In this section, we show that Algorithm H applied to an n by n square mesh requires 9n message steps, consisting of 5.5n data message steps and 3.5ninteger message steps. At any time during routing, Algorithm H requires at most three buffers per processor regardless of the size of the mesh. In this section, we derive the requirements of Algorithm H on an n by n square mesh where n is a power of two. However, the results of this section can be generalized to obtain the complexity of Algorithm H for an arbitrary rectangular mesh.

To compare the complexities of Algorithms Q and H, we will use the same assumptions as in Section 3.4 (stated in page 61). We denote by  $T_H(n)$  the cost of solving a routing problem with Algorithm H on an n by n square mesh. We will now establish a recurrence relation for  $T_H(n)$ . The first recursive stage of Algorithm H on an n by n square mesh begins by partitioning the mesh into two rectangular halves, and the first move step follows. Then the first smooth step is performed on two n by n/2 halves simultaneously, which leaves two rectangular halves that constitute the independent routing problems. The algorithm then partitions each of those two rectangular regions into two square meshes and performs the second move step on two nby n/2 meshes simultaneously. Then, the second smooth step ends the first recursive stage by rearranging messages in the four square meshes simultaneously. Algorithm H then recurs on four submeshes of half size simultaneously. Thus, the following recurrence equation holds if n is a power of two.
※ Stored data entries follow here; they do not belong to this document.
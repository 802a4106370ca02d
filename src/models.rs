use serde::{Deserialize, Serialize};
use std::collections::BTreeMap;

#[derive(Debug, Clone, Copy, PartialEq, Eq, Serialize, Deserialize)]
#[serde(rename_all = "lowercase")]
pub enum Category {
    Health,
    Learning,
    Productivity,
    Mindfulness,
    Fitness,
    Social,
}

#[derive(Debug, Clone, Serialize, Deserialize)]
pub struct HistoryEntry {
    pub date: String,
    pub completed: bool,
}

#[derive(Debug, Clone, Serialize, Deserialize)]
pub struct Habit {
    pub id: String,
    pub name: String,
    pub category: Category,
    pub streak: u32,
    pub completed: bool,
    pub history: Vec<HistoryEntry>,
}

#[derive(Debug, Clone, Serialize, Deserialize)]
pub struct UserRecord {
    pub password: String,
}

#[derive(Debug, Clone, Default)]
pub struct Store {
    pub users: BTreeMap<String, UserRecord>,
    pub habits: BTreeMap<String, Vec<Habit>>,
    pub xp: BTreeMap<String, u64>,
    pub current_user: Option<String>,
}

#[derive(Debug, Deserialize)]
pub struct CredentialsRequest {
    pub username: String,
    pub password: String,
}

#[derive(Debug, Deserialize)]
pub struct NewHabitRequest {
    pub name: String,
    pub category: Category,
}

#[derive(Debug, Serialize)]
pub struct SessionResponse {
    pub username: String,
    pub xp: u64,
    pub level: u64,
    pub level_progress: u64,
}

#[derive(Debug, Serialize)]
pub struct HabitView {
    pub id: String,
    pub name: String,
    pub category: Category,
    pub streak: u32,
    pub completed: bool,
}

#[derive(Debug, Serialize)]
pub struct LedgerResponse {
    pub habits: Vec<HabitView>,
    pub xp: u64,
    pub level: u64,
    pub level_progress: u64,
}

#[derive(Debug, Serialize)]
pub struct DailyProgressEntry {
    pub date: String,
    pub day: String,
    pub completed_count: usize,
    pub total_habits: usize,
    pub xp_for_day: u64,
}

#[derive(Debug, Serialize)]
pub struct ProgressSummary {
    pub completed_today: usize,
    pub total_habits: usize,
    pub average_completion_pct: u32,
    pub longest_streak: u32,
}

#[derive(Debug, Serialize)]
pub struct ProgressResponse {
    pub days: Vec<DailyProgressEntry>,
    pub summary: ProgressSummary,
}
$$T_H(n) \leq (\text{cost of the first move step on the } n \text{ by } n \text{ mesh}) + (\text{cost of the first smooth step on the } n \text{ by } n/2 \text{ mesh}) + (\text{cost of the second move step on the } n \text{ by } n/2 \text{ mesh}) + (\text{cost of the second smooth step on the } n/2 \text{ by } n/2 \text{ mesh}) + T_H(n/2)$$

By Theorem 4.1, the cost of the first move step and the second move step is a total of n data message steps, that is,  $nt_M$ . By Theorem 4.2, the first smooth step on the n by n/2 mesh takes n-2 integer message steps and n-1 data message steps, that is,  $(n-2)t_m + (n-1)t_M$ . By Theorem 4.3, the second smooth step on the n/2 by n/2 mesh takes 3n/4 - 2 integer message steps and 3n/4 - 1 data message steps, that is,  $(3n/4 - 2)t_m + (3n/4 - 1)t_M$ . The following recurrence equations are obtained.
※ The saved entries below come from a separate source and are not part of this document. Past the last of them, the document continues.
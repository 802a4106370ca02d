use crate::errors::AppError;
use crate::models::{Store, UserRecord};
use thiserror::Error;

const MAX_USERNAME_LEN: usize = 64;

#[derive(Debug, Error, PartialEq, Eq)]
pub enum AuthError {
    #[error("username and password are required")]
    MissingField,
    #[error("username may only contain letters, digits, '.', '_' and '-'")]
    InvalidUsername,
    #[error("user already exists")]
    DuplicateUser,
    #[error("invalid credentials")]
    InvalidCredentials,
}

impl From<AuthError> for AppError {
    fn from(err: AuthError) -> Self {
        match err {
            AuthError::MissingField | AuthError::InvalidUsername => {
                AppError::bad_request(err.to_string())
            }
            AuthError::DuplicateUser => AppError::conflict(err.to_string()),
            AuthError::InvalidCredentials => AppError::unauthorized(err.to_string()),
        }
    }
}

pub fn register(store: &mut Store, username: &str, password: &str) -> Result<(), AuthError> {
    if username.is_empty() || password.is_empty() {
        return Err(AuthError::MissingField);
    }
    if !valid_username(username) {
        return Err(AuthError::InvalidUsername);
    }
    if store.users.contains_key(username) {
        return Err(AuthError::DuplicateUser);
    }

    store.users.insert(
        username.to_string(),
        UserRecord {
            password: password.to_string(),
        },
    );
    store.habits.insert(username.to_string(), Vec::new());
    store.xp.insert(username.to_string(), 0);

    Ok(())
}

pub fn login(store: &Store, username: &str, password: &str) -> Result<(), AuthError> {
    if username.is_empty() || password.is_empty() {
        return Err(AuthError::MissingField);
    }
    match store.users.get(username) {
        Some(record) if record.password == password => Ok(()),
        _ => Err(AuthError::InvalidCredentials),
    }
}

// Usernames become storage key suffixes, which are file names on disk.
fn valid_username(username: &str) -> bool {
    username.len() <= MAX_USERNAME_LEN
        && username
            .chars()
            .all(|c| c.is_ascii_alphanumeric() || matches!(c, '.' | '_' | '-'))
}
$$\begin{array}{rcl} T_H(1) &=& 0 \\ T_H(n) &\leq& T_H(n/2) + n\,t_M + (n-2)t_m + (n-1)t_M \\ && + (3n/4-2)t_m + (3n/4-1)t_M \\ &\leq& T_H(n/2) + 2.75n\,t_M + 1.75n\,t_m \end{array}$$

Solving the equations, we get

$$T_H(n) \leq 5.5n t_M + 3.5n t_m \quad (\text{for } n = 2^p)$$

During the move steps of Algorithm H, no processor contains more than three messages at any time, regardless of mesh size, by Theorem 4.1. During the smooth steps, no processor contains more than two messages at any time, regardless of mesh size, by Theorems 4.2 and 4.3. So Algorithm H requires only three buffers in a processor, regardless of mesh size.

**Theorem 4.5** If n is a power of two, then Algorithm H on an n by n mesh requires three buffers, 5.5n data message steps and 3.5n integer message steps to route any permutation problem.
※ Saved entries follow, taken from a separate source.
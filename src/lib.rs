pub mod app;
pub mod auth;
pub mod errors;
pub mod handlers;
pub mod ledger;
pub mod models;
pub mod progress;
pub mod state;
pub mod storage;
pub mod ui;

pub use app::router;
pub use state::AppState;
pub use storage::{load_store, resolve_data_dir};
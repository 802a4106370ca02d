pub fn render_index() -> &'static str {
    INDEX_HTML
}
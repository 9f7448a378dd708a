pub mod intensity_grid;
pub mod size;

pub use intensity_grid::{IntensityGrid, Quadrants};
pub use size::{GridSize, TargetSize, SOURCE_SIZE, TARGET_SIZE};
**Proof:** Immediate from the argument above.

# 4.5 Restricted Broadcasting with Algorithm H

Algorithm H can solve broadcasting problems without additional buffers or routing costs because messages are duplicated appropriately during the move steps, and because new copies introduce no contention. Since each processor will receive at most one message in the final configuration, message copying does not introduce any change into the smooth steps. Even though the messages are duplicated during the move steps, the new copies do not violate the condition that the number of messages in a subregion is no greater than the number of processor in the subregion. In this section, we describe the method by which during the move steps, a processor makes copies of a message with multiple destination addresses and then show that the new copies of messages do not alter the complexity of the smooth steps.

Recall that for a broadcasting problem, each processor initially has at most one message with a single or several destination address(es), and that each destination address of a message is distinct. Therefore, no processor will receive more than one message in the final configuration. As in Algorithm Q, we assume that the destination address of a message is contained in the message packet and that each processor can examine all the destination addresses of a message without any additional costs.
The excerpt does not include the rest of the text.